1967 errang Braun auf einer Aermacchi in der 350-ccm-Klasse seinen ersten von fünf Deutschen Meister-Titeln. Am 7. Mai 1967 feierte der Schwabe sein Debüt in der Weltmeisterschaft. Beim Deutschland-GP in Hockenheim stürzte der spätere Champion und zog sich einen Schlüsselbeinbruch zu.

Ein Jahr später holte er am 21. April 1968 auf dem Nürburgring seine ersten WM-Punkte und verpasste als Vierter auf der MZ 125 ccm ganz knapp den ersten Podiumsplatz bei einem GP-Rennen.

Dieser gelang ihm beim Heimrennen am 11. Mai 1969 in Hockenheim, als er als Zweiter ins Ziel fuhr – der Suzuki-Pilot lag nach 17 Runden nur 2,2 Sekunden Rückstand hinter dem Briten Dave Simmonds (Kawasaki).

Erster Sieg in Jugoslawien

Auf dem Strassenkurs von Opatija/Jugoslawien feierte der Suzuki-125-Fahrer am 14. September 1969 seinen ersten von 14 GP-Siegen; er siegte mit 9,6 Sekunden Vorsprung auf Weltmeister Dave Simmonds. In seiner erst zweiten WM-Saison wurde Dieter Braun Vizeweltmeister in der 125-ccm-Kategorie.

1970 siegte Dieter bei den WM-Rennen in Le Mans, Opatija, bei der Tourist Trophy auf der Insel Man sowie in Assen und errang auf der Suzuki 125 seinen ersten WM-Titel. Dieter Braun war der erste deutsche Weltmeister in der Achtelliterklasse.

Viele Fans im Osten Deutschlands haben noch das historische Rennen am 11. Juli 1971 auf dem Sachsenring in Erinnerung, als Braun nach einer tollen Aufholjagd das Rennen in der 250-ccm-Klasse knapp vor den Briten Rodney Gould und Phil Read gewann. Nach dem Rennen sangen Zehntausende ostdeutsche Zuschauer die westdeutsche Nationalhymne mit. Danach wurde ab 1973 der Grand Prix der DDR nicht mehr ausgetragen.
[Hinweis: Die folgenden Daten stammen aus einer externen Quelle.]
//! Core domain types for tic-tac-toe.

use crate::position::Position;
use derive_more::{Display, Error, From};
use serde::{Deserialize, Serialize};
use std::str::FromStr;

/// Mark placed by a player.
#[derive(Debug, Display, Clone, Copy, PartialEq, Eq, Hash, Serialize, Deserialize)]
pub enum Mark {
    /// Player X (goes first).
    X,
    /// Player O (goes second).
    O,
}

impl Mark {
    /// Returns the opponent's mark.
    pub fn opponent(self) -> Self {
        match self {
            Mark::X => Mark::O,
            Mark::O => Mark::X,
        }
    }
}

/// A square on the tic-tac-toe board.
#[derive(Debug, Clone, Copy, PartialEq, Eq, Hash, Default, Serialize, Deserialize)]
pub enum Square {
    /// Empty square.
    #[default]
    Empty,
    /// Square occupied by a mark.
    Occupied(Mark),
}

impl Square {
    /// Returns the mark on this square, if any.
    pub fn mark(self) -> Option<Mark> {
        match self {
            Square::Empty => None,
            Square::Occupied(mark) => Some(mark),
        }
    }

    /// True when the square holds `mark`.
    pub fn holds(self, mark: Mark) -> bool {
        self == Square::Occupied(mark)
    }
}

/// 3x3 tic-tac-toe board.
#[derive(Debug, Clone, PartialEq, Eq, Default, Serialize, Deserialize, From)]
pub struct Board {
    /// Squares in row-major order (0-8).
    squares: [Square; 9],
}

impl Board {
    /// Creates a new empty board.
    pub fn new() -> Self {
        Self::default()
    }

    /// Gets the square at the given position.
    pub fn get(&self, pos: Position) -> Square {
        self.squares[pos.to_index()]
    }

    /// Sets the square at the given position.
    pub fn set(&mut self, pos: Position, square: Square) {
        self.squares[pos.to_index()] = square;
    }

    /// Checks if a square is empty.
    pub fn is_empty(&self, pos: Position) -> bool {
        self.get(pos) == Square::Empty
    }

    /// Returns all squares.
    pub fn squares(&self) -> &[Square; 9] {
        &self.squares
    }

    /// Number of occupied squares.
    pub fn occupied(&self) -> usize {
        self.squares.iter().filter(|s| **s != Square::Empty).count()
    }

    /// Empty positions in ascending index order.
    pub fn empty_positions(&self) -> Vec<Position> {
        Position::ALL
            .iter()
            .copied()
            .filter(|pos| self.is_empty(*pos))
            .collect()
    }

    /// Formats the board as a human-readable grid.
    ///
    /// Empty squares show their index so the grid doubles as a move prompt.
    pub fn display(&self) -> String {
        let mut result = String::new();
        for row in 0..3 {
            for col in 0..3 {
                let pos = row * 3 + col;
                let symbol = match self.squares[pos] {
                    Square::Empty => pos.to_string(),
                    Square::Occupied(mark) => mark.to_string(),
                };
                result.push_str(&symbol);
                if col < 2 {
                    result.push('|');
                }
            }
            if row < 2 {
                result.push_str("\n-+-+-\n");
            }
        }
        result
    }
}

/// Error returned when a board string is malformed.
#[derive(Debug, Clone, PartialEq, Eq, Display, Error)]
#[display("Invalid board {input:?}: {reason}")]
pub struct BoardParseError {
    /// The rejected input.
    pub input: String,
    /// Why it was rejected.
    pub reason: &'static str,
}

impl FromStr for Board {
    type Err = BoardParseError;

    /// Parses nine cells in row-major order: `X`, `O`, or `-`/`_`/`.` for empty.
    /// Whitespace is ignored.
    fn from_str(s: &str) -> Result<Self, Self::Err> {
        let err = |reason: &'static str| BoardParseError {
            input: s.to_string(),
            reason,
        };
        let cells: Vec<char> = s.chars().filter(|c| !c.is_whitespace()).collect();
        if cells.len() != 9 {
            return Err(err("expected exactly 9 cells"));
        }
        let mut squares = [Square::Empty; 9];
        for (square, c) in squares.iter_mut().zip(cells) {
            *square = match c.to_ascii_uppercase() {
                'X' => Square::Occupied(Mark::X),
                'O' => Square::Occupied(Mark::O),
                '-' | '_' | '.' => Square::Empty,
                _ => return Err(err("cells must be X, O or -")),
            };
        }
        Ok(Self::from(squares))
    }
}

/// Current status of a round.
#[derive(Debug, Clone, Copy, PartialEq, Eq, Hash, Serialize, Deserialize)]
pub enum GameStatus {
    /// Round is ongoing.
    InProgress,
    /// Round ended with three in a row.
    Won(Mark),
    /// Board filled without a winner.
    Tied,
}

impl GameStatus {
    /// True once the round has ended.
    pub fn is_terminal(self) -> bool {
        self != GameStatus::InProgress
    }
}

/// Who drives O's turns.
#[derive(Debug, Display, Clone, Copy, PartialEq, Eq, Hash, Default, Serialize, Deserialize)]
pub enum Mode {
    /// Both marks are played from external input.
    #[default]
    #[display("player vs player")]
    HumanVsHuman,
    /// The computer plays its mark through the move advisor.
    #[display("player vs computer")]
    HumanVsComputer,
}

/// Result of a finished round.
#[derive(Debug, Display, Clone, Copy, PartialEq, Eq, Hash, Serialize, Deserialize)]
pub enum Outcome {
    /// A player completed a pattern.
    #[display("Player {_0} wins")]
    PlayerWon(Mark),
    /// The board filled up with no winner.
    #[display("It's a tie")]
    Tied,
}

impl Outcome {
    /// Returns the winner if there is one.
    pub fn winner(&self) -> Option<Mark> {
        match self {
            Outcome::PlayerWon(mark) => Some(*mark),
            Outcome::Tied => None,
        }
    }
}
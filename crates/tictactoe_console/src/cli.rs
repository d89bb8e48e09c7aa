//! Command-line arguments for the console front end.

use clap::{Parser, ValueEnum};
use std::path::PathBuf;
use tictactoe_engine::Mode;

/// Play tic-tac-toe in the terminal
#[derive(Parser, Debug)]
#[command(name = "tictactoe")]
#[command(about = "Tic-tac-toe with a score board and a computer opponent", long_about = None)]
#[command(version)]
pub struct Cli {
    /// Who plays O
    #[arg(short, long, value_enum, default_value = "pvc")]
    pub mode: ModeArg,

    /// Path to a TOML session config
    #[arg(short, long)]
    pub config: Option<PathBuf>,

    /// Override the computer's thinking delay in milliseconds
    #[arg(long)]
    pub delay_ms: Option<u64>,

    /// Seed the computer's random moves
    #[arg(long)]
    pub seed: Option<u64>,
}

/// Session mode as typed on the command line.
#[derive(ValueEnum, Debug, Clone, Copy, PartialEq, Eq)]
pub enum ModeArg {
    /// Two humans share the keyboard
    Pvp,
    /// Play against the computer
    Pvc,
}

impl From<ModeArg> for Mode {
    fn from(arg: ModeArg) -> Self {
        match arg {
            ModeArg::Pvp => Mode::HumanVsHuman,
            ModeArg::Pvc => Mode::HumanVsComputer,
        }
    }
}
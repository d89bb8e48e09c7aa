//! Session configuration.

use crate::Mark;
use derive_getters::Getters;
use derive_more::{Display, Error};
use serde::{Deserialize, Serialize};
use std::path::Path;
use std::time::Duration;
use tracing::{debug, info, instrument};

/// Tunables for a play session, loadable from TOML.
#[derive(Debug, Clone, PartialEq, Eq, Getters, Serialize, Deserialize)]
#[serde(deny_unknown_fields)]
pub struct SessionConfig {
    /// Pause before the computer plays, in milliseconds.
    #[serde(default = "default_computer_delay_ms")]
    computer_delay_ms: u64,

    /// Mark played by the computer in human-vs-computer mode.
    #[serde(default = "default_computer_mark")]
    computer_mark: Mark,

    /// Seed for the computer's random fallback. Unset means OS entropy.
    #[serde(default)]
    seed: Option<u64>,
}

fn default_computer_delay_ms() -> u64 {
    600
}

fn default_computer_mark() -> Mark {
    Mark::O
}

impl Default for SessionConfig {
    fn default() -> Self {
        Self {
            computer_delay_ms: default_computer_delay_ms(),
            computer_mark: default_computer_mark(),
            seed: None,
        }
    }
}

impl SessionConfig {
    /// Default settings.
    pub fn new() -> Self {
        Self::default()
    }

    /// Overrides the computer's thinking delay.
    pub fn with_computer_delay(mut self, delay: Duration) -> Self {
        self.computer_delay_ms = delay.as_millis().try_into().unwrap_or(u64::MAX);
        self
    }

    /// Overrides the computer's mark.
    pub fn with_computer_mark(mut self, mark: Mark) -> Self {
        self.computer_mark = mark;
        self
    }

    /// Fixes the advisor seed.
    pub fn with_seed(mut self, seed: u64) -> Self {
        self.seed = Some(seed);
        self
    }

    /// Thinking delay as a [`Duration`].
    pub fn computer_delay(&self) -> Duration {
        Duration::from_millis(self.computer_delay_ms)
    }

    /// Parses configuration from TOML text.
    #[instrument(skip(content))]
    pub fn from_toml(content: &str) -> Result<Self, ConfigError> {
        toml::from_str(content)
            .map_err(|e| ConfigError::new(format!("Failed to parse config: {}", e)))
    }

    /// Loads configuration from a TOML file.
    #[instrument(skip(path), fields(path = %path.as_ref().display()))]
    pub fn from_file(path: impl AsRef<Path>) -> Result<Self, ConfigError> {
        debug!("Loading config from file");
        let content = std::fs::read_to_string(path.as_ref())
            .map_err(|e| ConfigError::new(format!("Failed to read config file: {}", e)))?;

        let config = Self::from_toml(&content)?;
        info!(
            delay_ms = config.computer_delay_ms,
            computer = %config.computer_mark,
            "Config loaded successfully"
        );
        Ok(config)
    }
}

/// Configuration error.
#[derive(Debug, Clone, Display, Error)]
#[display("Config error: {} at {}:{}", message, file, line)]
pub struct ConfigError {
    /// Error message.
    pub message: String,
    /// Line number where error occurred.
    pub line: u32,
    /// Source file where error occurred.
    pub file: &'static str,
}

impl ConfigError {
    /// Creates a new configuration error with caller location tracking.
    #[track_caller]
    pub fn new(message: impl Into<String>) -> Self {
        let loc = std::panic::Location::caller();
        Self {
            message: message.into(),
            line: loc.line(),
            file: loc.file(),
        }
    }
}
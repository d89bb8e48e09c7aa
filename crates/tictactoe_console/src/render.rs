//! Turns session notifications into terminal output.

use tictactoe_engine::{Board, GameEvent, Mark, Position, Square};

/// Mirror of the board built only from notifications.
#[derive(Debug, Default)]
pub struct View {
    board: Board,
    highlight: Vec<Position>,
}

impl View {
    /// Creates an empty view.
    pub fn new() -> Self {
        Self::default()
    }

    /// Applies one notification and returns the text to print, if any.
    pub fn apply(&mut self, event: &GameEvent) -> Option<String> {
        match event {
            GameEvent::CellUpdated { index, mark } => {
                let pos = Position::from_index(*index)?;
                self.board.set(pos, Square::Occupied(*mark));
                Some(self.grid())
            }
            GameEvent::TurnChanged(mark) => Some(format!("Player {mark}'s turn")),
            GameEvent::ComputerThinking => Some("Computer is thinking...".to_string()),
            GameEvent::RoundEnded { outcome, pattern } => {
                self.highlight = pattern.map(Vec::from).unwrap_or_default();
                let mut text = format!("Game over: {outcome}!");
                if !self.highlight.is_empty() {
                    text.push('\n');
                    text.push_str(&self.grid());
                }
                Some(text)
            }
            GameEvent::ScoreChanged(score) => Some(format!("Score: {score}")),
            GameEvent::BoardCleared => {
                self.board = Board::new();
                self.highlight.clear();
                Some(format!("\n{}", self.grid()))
            }
        }
    }

    /// Board grid, with the winning line shown in brackets.
    fn grid(&self) -> String {
        if self.highlight.is_empty() {
            return self.board.display();
        }
        let mut out = String::new();
        for (i, pos) in Position::ALL.iter().enumerate() {
            let cell = match self.board.get(*pos) {
                Square::Occupied(Mark::X) => "X",
                Square::Occupied(Mark::O) => "O",
                Square::Empty => " ",
            };
            if self.highlight.contains(pos) {
                out.push_str(&format!("[{cell}]"));
            } else {
                out.push_str(&format!(" {cell} "));
            }
            match i % 3 {
                2 if i < 8 => out.push_str("\n---+---+---\n"),
                2 => {}
                _ => out.push('|'),
            }
        }
        out
    }
}
//! Tic-tac-toe core: turn engine, score tally and computer opponent.
//!
//! # Architecture
//!
//! - **Engine**: [`GameEngine`] owns board, turn, status, mode and score.
//!   Each operation returns the [`GameEvent`]s it produced.
//! - **Rules**: the eight [`WIN_PATTERNS`] plus win and tie detection.
//! - **Advisor**: a one-ply heuristic (win, block, center, random) that
//!   picks the computer's move.
//! - **Session**: an async loop that feeds [`InputEvent`]s to the engine,
//!   publishes notifications and schedules the computer's delayed move.
//!
//! Rendering is left to the caller, which only talks to the core through
//! the two event enums.
//!
//! # Example
//!
//! ```
//! use tictactoe_engine::{GameEngine, GameStatus, Mark, Mode};
//!
//! let mut engine = GameEngine::new();
//! engine.start_session(Mode::HumanVsHuman);
//! for cell in [0, 3, 1, 4, 2] {
//!     engine.apply_move(cell);
//! }
//! assert_eq!(engine.status(), GameStatus::Won(Mark::X));
//! assert_eq!(*engine.score().x(), 1);
//! ```

#![warn(missing_docs)]
#![forbid(unsafe_code)]

mod config;
mod engine;
mod events;
mod position;
mod score;
mod session;
mod types;

pub mod advisor;
pub mod rules;

pub use advisor::{Advisor, HeuristicAdvisor, Rule, Suggestion, choose_move};
pub use config::{ConfigError, SessionConfig};
pub use engine::{GameEngine, IgnoredInput};
pub use events::{GameEvent, InputEvent};
pub use position::Position;
pub use rules::WIN_PATTERNS;
pub use score::ScoreTally;
pub use session::GameSession;
pub use types::{Board, BoardParseError, GameStatus, Mark, Mode, Outcome, Square};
Die Sympathie in der ehemaligen DDR für den Hermaringer ist bis heute ungebrochen. Seit Jahren ist Dieter Braun ein gern gesehener Gast beim GP auf dem Sachsenring und wird auch dieses Jahr im Juni in Hohenstein-Ernstthal den deutschen Fahrern die Daumen drücken und zahlreiche Autogrammwünsche der Fans erfüllen. Auch in Misano war Dieter im Vorjahr zu sehen. Stolz berichtet er heute über Enkeltochter Marla, die ihm sein Sohn Tommy geschenkt hat. «Das ist meine Lieblingsfrau», schmunzelt der charmante Ex-Rennfahrer.

1973 gewann der 188 cm große Schwabe auf der 250-ccm-Yamaha wieder vier WM-Rennen: In Opatija, Assen, Brünn sowie im schwedischen Anderstorp und errang den zweiten WM-Titel nach 1970.

Toni Mang als Mechaniker und Friseur

Mitte der 70er-Jahre arbeitete ein gewisser Sepp Schlögl als Mechaniker an Brauns Maschinen. Auch Schlögls Spezi Toni Mang betätigte sich als Mädchen für alles bei Braun, er war Mechaniker und schnitt dem Weltmeister auch mal die Haare. Braun überliess Mang im Gegenzug seine Ersatz-Motorräder.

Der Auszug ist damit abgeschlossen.